Luís Godinho: “O problema do acessório”

A opinião de Luís Godinho, jornalista

Estamos na antecâmara de dias decisivos para o futuro da região. Nas próximas semanas ir-se-á definir muito do que queremos ser enquanto comunidade. Esta é a altura de os candidatos às autárquicas do próximo ano dizerem ao que vêm. E as próximas eleições serão das mais decisivas para o Alentejo dar o salto ou continuar na senda do vagar, isto é, no caminho dos três “d”: despovoamento, desertificação, definhamento.

Estou em crer que nunca umas eleições autárquicas foram tão importantes como as próximas, desde logo porque nunca houve tantos recursos disponíveis, por via do Plano de Recuperação e Resiliência ou do Portugal 2030. É verdade que boa parte dos milhares de milhões está já alocada a projetos concretos. Mas a capacidade de os executar, por um lado, e a forma como esse investimento público sem precedentes poderá funcionar como catalisador para inverter o ciclo de “apagada e vil tristeza” em que estamos mergulhados, por outro, serão determinantes para a construção do Alentejo que deixaremos aos nossos filhos e netos.

A habitação é outro desafio. Contamos aqui na revista que o primeiro avião português está a “ganhar asas” no Alentejo, com o projeto de engenharia a ser desenvolvido em Évora, enquanto Ponte de Sor irá receber a fábrica onde se fará a montagem da aeronave. É todo um mundo novo, mas com sinais preocupantes. Por exemplo, quando o responsável da empresa afirma que o preço da habitação em Évora se está a tornar insuportável, mesmo para quem recebe salários superiores à média, e admite que, se a escalada continuar, todo o projeto terá de ser revisto.

Na maior cidade do Alentejo, os próximos anos serão complexos. Há o problema do preço da habitação, insustentável para engenheiros aeronáuticos, muito mais para jovens casais que se querem fixar na região. Haverá a Capital Europeia da Cultura, que virá “abrir” a cidade ao mundo, ainda que já se tenha percebido que alguns equipamentos centrais, como o pavilhão multiusos, só por milagre estarão concluídos em 2027. E está em construção toda uma nova centralidade, associada à linha de alta velocidade entre Lisboa e Madrid, que deverá entrar em operação já no próximo ano, e ao novo Hospital Central do Alentejo, associado a um novo curso de medicina que fará crescer a Universidade de Évora.

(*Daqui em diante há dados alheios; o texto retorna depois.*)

use std::collections::BTreeSet;

use chrono::NaiveDate;

use crate::models::CompletionLog;

/// Distinct calendar dates on which at least one completion was logged.
#[derive(Debug, Clone, Default, PartialEq, Eq)]
pub struct CompletionIndex {
    dates: BTreeSet<NaiveDate>,
}

impl CompletionIndex {
    pub fn new(logs: &[CompletionLog]) -> Self {
        Self {
            dates: logs.iter().map(|log| log.log_date).collect(),
        }
    }

    pub fn contains(&self, date: NaiveDate) -> bool {
        self.dates.contains(&date)
    }

    /// Number of distinct completed dates.
    pub fn len(&self) -> usize {
        self.dates.len()
    }

    pub fn is_empty(&self) -> bool {
        self.dates.is_empty()
    }

    pub fn first(&self) -> Option<NaiveDate> {
        self.dates.first().copied()
    }

    pub fn last(&self) -> Option<NaiveDate> {
        self.dates.last().copied()
    }
}

impl FromIterator<NaiveDate> for CompletionIndex {
    fn from_iter<I: IntoIterator<Item = NaiveDate>>(iter: I) -> Self {
        Self {
            dates: iter.into_iter().collect(),
        }
    }
}

#[cfg(test)]
mod tests {
    use super::*;
    use uuid::Uuid;

    fn log_on(date: NaiveDate, count: i32) -> CompletionLog {
        CompletionLog {
            count,
            ..CompletionLog::new(Uuid::new_v4(), Uuid::new_v4(), date)
        }
    }

    #[test]
    fn test_duplicate_dates_collapse() {
        let day = NaiveDate::from_ymd_opt(2026, 1, 2).unwrap();
        let index = CompletionIndex::new(&[log_on(day, 1), log_on(day, 4)]);
        assert_eq!(index.len(), 1);
        assert!(index.contains(day));
    }

    #[test]
    fn test_first_and_last() {
        let a = NaiveDate::from_ymd_opt(2026, 1, 2).unwrap();
        let b = NaiveDate::from_ymd_opt(2026, 3, 9).unwrap();
        let index = CompletionIndex::new(&[log_on(b, 1), log_on(a, 1)]);
        assert_eq!(index.first(), Some(a));
        assert_eq!(index.last(), Some(b));
        assert!(CompletionIndex::default().last().is_none());
    }
}
use std::fmt;
use std::str::FromStr;

use chrono::NaiveDate;
use serde::{de, Deserialize, Deserializer, Serialize};
use uuid::Uuid;
use validator::{Validate, ValidationError};

use crate::error::{AppError, AppResult};
use crate::models::day_mask::DayMask;
use crate::streaks::ScheduleSpec;

#[derive(Debug, Clone, Copy, Serialize, Deserialize, PartialEq, Eq, Hash)]
#[serde(rename_all = "lowercase")]
pub enum Frequency {
    Daily,
    Weekly,
    Monthly,
}

impl Default for Frequency {
    fn default() -> Self {
        Self::Daily
    }
}

impl Frequency {
    pub fn as_str(self) -> &'static str {
        match self {
            Frequency::Daily => "daily",
            Frequency::Weekly => "weekly",
            Frequency::Monthly => "monthly",
        }
    }
}

impl FromStr for Frequency {
    type Err = AppError;

    fn from_str(s: &str) -> AppResult<Self> {
        match s {
            "daily" => Ok(Frequency::Daily),
            "weekly" => Ok(Frequency::Weekly),
            "monthly" => Ok(Frequency::Monthly),
            other => Err(AppError::ValidationFailed(format!(
                "unknown frequency '{other}'"
            ))),
        }
    }
}

impl fmt::Display for Frequency {
    fn fmt(&self, f: &mut fmt::Formatter<'_>) -> fmt::Result {
        f.write_str(self.as_str())
    }
}

/// Which weekdays are eligible, and "every N periods" of the habit's
/// frequency. The interval is always within `1..=i32::MAX`.
#[derive(Debug, Clone, Copy, PartialEq, Eq, Serialize)]
pub struct Recurrence {
    days: DayMask,
    interval: u32,
}

impl Default for Recurrence {
    fn default() -> Self {
        Self {
            days: DayMask::ALL,
            interval: 1,
        }
    }
}

impl Recurrence {
    pub fn new(days: i32, interval: i32) -> AppResult<Self> {
        let days = u8::try_from(days).map_err(|_| {
            AppError::ValidationFailed(format!(
                "recurrence days must be within 0..=127, got {days}"
            ))
        })?;
        let interval = u32::try_from(interval).map_err(|_| {
            AppError::ValidationFailed(format!(
                "recurrence interval must be at least 1, got {interval}"
            ))
        })?;
        Self::with_days(DayMask::from_bits(days)?, interval)
    }

    pub fn with_days(days: DayMask, interval: u32) -> AppResult<Self> {
        if interval < 1 || i32::try_from(interval).is_err() {
            return Err(AppError::ValidationFailed(format!(
                "recurrence interval must be within 1..={}, got {interval}",
                i32::MAX
            )));
        }
        Ok(Self { days, interval })
    }

    pub fn days(&self) -> DayMask {
        self.days
    }

    pub fn interval(&self) -> u32 {
        self.interval
    }
}

impl<'de> Deserialize<'de> for Recurrence {
    fn deserialize<D: Deserializer<'de>>(deserializer: D) -> Result<Self, D::Error> {
        #[derive(Deserialize)]
        struct Raw {
            days: DayMask,
            interval: u32,
        }

        let raw = Raw::deserialize(deserializer)?;
        Self::with_days(raw.days, raw.interval).map_err(de::Error::custom)
    }
}

pub(crate) fn not_nil(id: &Uuid) -> Result<(), ValidationError> {
    if id.is_nil() {
        return Err(ValidationError::new("nil_id"));
    }
    Ok(())
}

/// Habit descriptor as supplied by the caller.
#[derive(Debug, Clone, Serialize, Deserialize, Validate)]
pub struct Habit {
    #[validate(custom = "not_nil")]
    pub id: Uuid,
    pub created_on: NaiveDate,
    #[serde(default)]
    pub frequency: Frequency,
    #[validate(range(min = 0, max = 127, message = "recurrence_days must be 0-127"))]
    pub recurrence_days: i32,
    #[validate(range(min = 1, message = "recurrence_interval must be at least 1"))]
    pub recurrence_interval: i32,
}

impl Habit {
    pub fn new(
        id: Uuid,
        created_on: NaiveDate,
        frequency: Frequency,
        recurrence: Recurrence,
    ) -> Self {
        Self {
            id,
            created_on,
            frequency,
            recurrence_days: i32::from(recurrence.days().bits()),
            // Bounded by `Recurrence::with_days`.
            recurrence_interval: i32::try_from(recurrence.interval()).unwrap_or(i32::MAX),
        }
    }

    pub fn recurrence(&self) -> AppResult<Recurrence> {
        Recurrence::new(self.recurrence_days, self.recurrence_interval)
    }

    /// Validates the descriptor and builds its schedule predicate.
    pub fn schedule(&self) -> AppResult<ScheduleSpec> {
        self.validate()?;
        Ok(ScheduleSpec::new(self.frequency, self.recurrence()?))
    }
}

#[cfg(test)]
mod tests {
    use super::*;

    fn date(y: i32, m: u32, d: u32) -> NaiveDate {
        NaiveDate::from_ymd_opt(y, m, d).unwrap()
    }

    #[test]
    fn test_frequency_parses_known_values_only() {
        assert_eq!("weekly".parse::<Frequency>().unwrap(), Frequency::Weekly);
        assert!(matches!(
            "yearly".parse::<Frequency>(),
            Err(AppError::ValidationFailed(_))
        ));
        assert!(matches!(
            "Daily".parse::<Frequency>(),
            Err(AppError::ValidationFailed(_))
        ));
    }

    #[test]
    fn test_frequency_serde_rejects_unknown() {
        let parsed: Frequency = serde_json::from_str("\"monthly\"").unwrap();
        assert_eq!(parsed, Frequency::Monthly);
        assert!(serde_json::from_str::<Frequency>("\"hourly\"").is_err());
    }

    #[test]
    fn test_recurrence_validation() {
        assert!(Recurrence::new(0, 1).is_ok());
        assert!(Recurrence::new(127, 5).is_ok());
        assert!(Recurrence::new(128, 1).is_err());
        assert!(Recurrence::new(-1, 1).is_err());
        assert!(Recurrence::new(127, 0).is_err());
        assert!(Recurrence::new(127, -3).is_err());
    }

    #[test]
    fn test_recurrence_interval_fits_descriptor() {
        let too_wide = Recurrence::with_days(DayMask::ALL, i32::MAX as u32 + 1);
        assert!(matches!(too_wide, Err(AppError::ValidationFailed(_))));

        let widest = Recurrence::with_days(DayMask::ALL, i32::MAX as u32).unwrap();
        let habit = Habit::new(Uuid::new_v4(), date(2026, 1, 1), Frequency::Monthly, widest);
        assert_eq!(habit.recurrence_interval, i32::MAX);
        assert_eq!(habit.recurrence().unwrap(), widest);
    }

    #[test]
    fn test_recurrence_deserialize_validates() {
        let ok: Recurrence = serde_json::from_str(r#"{"days":34,"interval":2}"#).unwrap();
        assert_eq!(ok.interval(), 2);
        assert!(serde_json::from_str::<Recurrence>(r#"{"days":34,"interval":0}"#).is_err());
        assert!(serde_json::from_str::<Recurrence>(r#"{"days":200,"interval":1}"#).is_err());
    }

    #[test]
    fn test_habit_validate_rejects_bad_descriptor() {
        let mut habit = Habit::new(
            Uuid::new_v4(),
            date(2026, 1, 1),
            Frequency::Daily,
            Recurrence::default(),
        );
        assert!(habit.schedule().is_ok());

        habit.recurrence_interval = 0;
        assert!(matches!(habit.schedule(), Err(AppError::ValidationFailed(_))));

        habit.recurrence_interval = 1;
        habit.recurrence_days = 200;
        assert!(matches!(habit.schedule(), Err(AppError::ValidationFailed(_))));

        habit.recurrence_days = 127;
        habit.id = Uuid::nil();
        assert!(matches!(habit.schedule(), Err(AppError::ValidationFailed(_))));
    }

    #[test]
    fn test_habit_deserializes_with_default_frequency() {
        let id = Uuid::new_v4();
        let habit: Habit = serde_json::from_value(serde_json::json!({
            "id": id,
            "created_on": "2026-01-01",
            "recurrence_days": 34,
            "recurrence_interval": 1,
        }))
        .unwrap();
        assert_eq!(habit.frequency, Frequency::Daily);
        assert_eq!(habit.recurrence().unwrap().days(), DayMask::MONDAY | DayMask::FRIDAY);
    }
}
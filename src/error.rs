#[derive(Debug, thiserror::Error)]
pub enum AppError {
    #[error("Validation failed: {0}")]
    ValidationFailed(String),

    #[error("Vacation has already ended")]
    AlreadyEnded,

    #[error("Invalid date range: {0}")]
    InvalidDateRange(String),

    #[error("Not found: {0}")]
    NotFound(String),

    #[error("Internal error: {0}")]
    Internal(#[from] anyhow::Error),
}

impl From<validator::ValidationErrors> for AppError {
    fn from(errors: validator::ValidationErrors) -> Self {
        AppError::ValidationFailed(errors.to_string())
    }
}

impl AppError {
    /// Stable machine-readable code for callers that map errors onto their
    /// own transport.
    pub fn code(&self) -> &'static str {
        match self {
            AppError::ValidationFailed(_) => "validation_failed",
            AppError::AlreadyEnded => "already_ended",
            AppError::InvalidDateRange(_) => "invalid_date_range",
            AppError::NotFound(_) => "not_found",
            AppError::Internal(_) => "internal",
        }
    }
}

pub type AppResult<T> = Result<T, AppError>;
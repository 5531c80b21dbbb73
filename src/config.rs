use std::env;

use crate::streaks::{LongestStreakMode, StreakPolicy};

#[derive(Debug, Clone)]
pub struct Config {
    pub consistency_window_days: u32,
    pub max_walk_days: u32,
    pub longest_streak_mode: LongestStreakMode,
}

impl Default for Config {
    fn default() -> Self {
        let policy = StreakPolicy::default();
        Self {
            consistency_window_days: policy.consistency_window_days,
            max_walk_days: policy.max_walk_days,
            longest_streak_mode: policy.longest_streak_mode,
        }
    }
}

impl Config {
    /// Applies a `.env` file if one is present, then reads the environment.
    pub fn load() -> Self {
        dotenvy::dotenv().ok();
        Self::from_env()
    }

    pub fn from_env() -> Self {
        let defaults = Self::default();
        Self {
            consistency_window_days: env::var("STREAK_CONSISTENCY_WINDOW_DAYS")
                .ok()
                .and_then(|v| v.parse().ok())
                .unwrap_or(defaults.consistency_window_days),
            max_walk_days: env::var("STREAK_MAX_WALK_DAYS")
                .ok()
                .and_then(|v| v.parse().ok())
                .filter(|days: &u32| *days > 0)
                .unwrap_or(defaults.max_walk_days),
            longest_streak_mode: env::var("STREAK_LONGEST_MODE")
                .ok()
                .and_then(|v| v.parse().ok())
                .unwrap_or(defaults.longest_streak_mode),
        }
    }

    pub fn streak_policy(&self) -> StreakPolicy {
        StreakPolicy {
            consistency_window_days: self.consistency_window_days,
            max_walk_days: self.max_walk_days,
            longest_streak_mode: self.longest_streak_mode,
        }
    }
}

#[cfg(test)]
mod tests {
    use super::*;

    #[test]
    fn test_default_matches_policy_default() {
        let config = Config::default();
        assert_eq!(config.streak_policy(), StreakPolicy::default());
        assert_eq!(config.consistency_window_days, 30);
    }

    // Single test touching the process environment to avoid races between
    // parallel test threads.
    #[test]
    fn test_from_env_overrides_and_fallbacks() {
        // No .env file in the crate root; load falls through to the environment.
        let loaded = Config::load();
        assert!(loaded.max_walk_days > 0);

        env::set_var("STREAK_CONSISTENCY_WINDOW_DAYS", "14");
        env::set_var("STREAK_MAX_WALK_DAYS", "0");
        env::set_var("STREAK_LONGEST_MODE", "most_recent_run");

        let config = Config::from_env();
        assert_eq!(config.consistency_window_days, 14);
        assert_eq!(config.max_walk_days, StreakPolicy::default().max_walk_days);
        assert_eq!(config.longest_streak_mode, LongestStreakMode::MostRecentRun);

        env::set_var("STREAK_LONGEST_MODE", "sometimes");
        let config = Config::from_env();
        assert_eq!(config.longest_streak_mode, LongestStreakMode::FullHistory);

        env::remove_var("STREAK_CONSISTENCY_WINDOW_DAYS");
        env::remove_var("STREAK_MAX_WALK_DAYS");
        env::remove_var("STREAK_LONGEST_MODE");
    }
}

Em todos estes temas é decisivo o papel da futura Câmara, seja qual for o partido que ganhe as próximas eleições. Há uma constatação que me parece óbvia: sem diálogo, sem a procura de campos de consenso, tudo será mais difícil.

Acentuando-se a complexidade, em função de aritméticas partidárias, andaremos mais entretidos com o acessório e voltaremos a perder a oportunidade de construir um território dinâmico e atrativo. Não seria a primeira vez.

Apesar de o empreendimento de Alqueva ter sido um dos maiores projetos cofinanciados pela União Europeia (2,5 mil milhões de euros só na primeira fase), a verdade é que o Alentejo em geral, e em particular o Baixo Alentejo, onde se situa boa parte do regadio, continuaram a ser os territórios com maior perda populacional. Sim, a água de Alqueva até pode servir para encher piscinas nos resorts algarvios. Mas não serviu para conter a hemorragia populacional da região. Querem saber porquê? Porque andámos entretidos com o acessório.